- Poster of Aayushmati Geeta Matric Pass
- Directed by: Prradip Khairwar
- Written by: Navnitesh Singh
- Produced by: Prradip Khairwar Shanu Singh Rajput, co producer: JK Entertainment and Pentech International
- Starring: Kashika Kapoor Anuj Saini Alka Amin Atul Shrivastav
- Cinematography: Shanu Singh Rajput Pappu Singh Rajput
- Edited by: Som Chavan Manoj Kale
- Music by: Sanjiv Anand Jha
- Production companies: Good Idea Films; Spunk Productions;
- Release date: 18 October 2024;
- Running time: 139 minutes
- Country: India
- Language: Hindi

= Aayushmati Geeta Matric Pass =

2024 Indian drama film

Aayushmati Geeta Matric Pass is an Indian family drama film starring Kashika Kapoor, Anuj Saini, Alka Amin and Atul Srivastav. Directed by Prradip Khairwar the film is set for a theatrical release on 18 October 2024.

==Synopsis==
The film is set in a rural village located around Banaras, where women's education is not widely accepted. The protagonist, Geeta, is a teenage girl raised by her progressive father, Vidyadhar, who is determined to provide her with a proper education, regardless of societal disapproval. However, when Geeta fails her matriculation exams, her father cancels her marriage proposal and insists that she must pass her 10th grade exams before considering marriage.

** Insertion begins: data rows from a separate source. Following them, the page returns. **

pub mod auth;
pub mod common;
pub mod config;
pub mod errors;
pub mod graph_patch;
pub mod graph_types;

pub mod app_context;
pub use app_context::AppContext;
pub mod database;
pub mod services;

The story follows Geeta's journey as she navigates societal challenges, family dynamics, and her relationship with Kundan, a boy who supports her ambitions. Kundan, despite being less educated than Geeta, breaks traditional gender norms by standing up for her education and supporting her aspirations. The film also highlights the inefficiencies and corruption in the Indian education system, with a climax centered around a major academic scam involving the top students being called for re-examinations.

== Cast ==
- Kashika Kapoor as Geeta
- Anuj Saini as Kundan
- Atul Srivastav as Vidyadhar
- Alka Amin as Malti
- Pranay Dixit as Bunty
- Vinod Suryavanshi as Chaman
- Swapnil Raut as Lakhan
==Reception==
Ronak Kotecha of The Times of India gave 3 stars out of 5 and said that "While it may not be as tightly crafted as other socially-driven dramas like last year’s ‘12th Fail’, this film effectively conveys its message about women’s education, autonomy and agency."
Simran Singh of DNA gave 3.5 stars and observed that "Aayushmati Geeta Matric Pass doesn't have a big star cast or lavish budget, but a novel story, and the engaging screenplay that will certainly entertain you."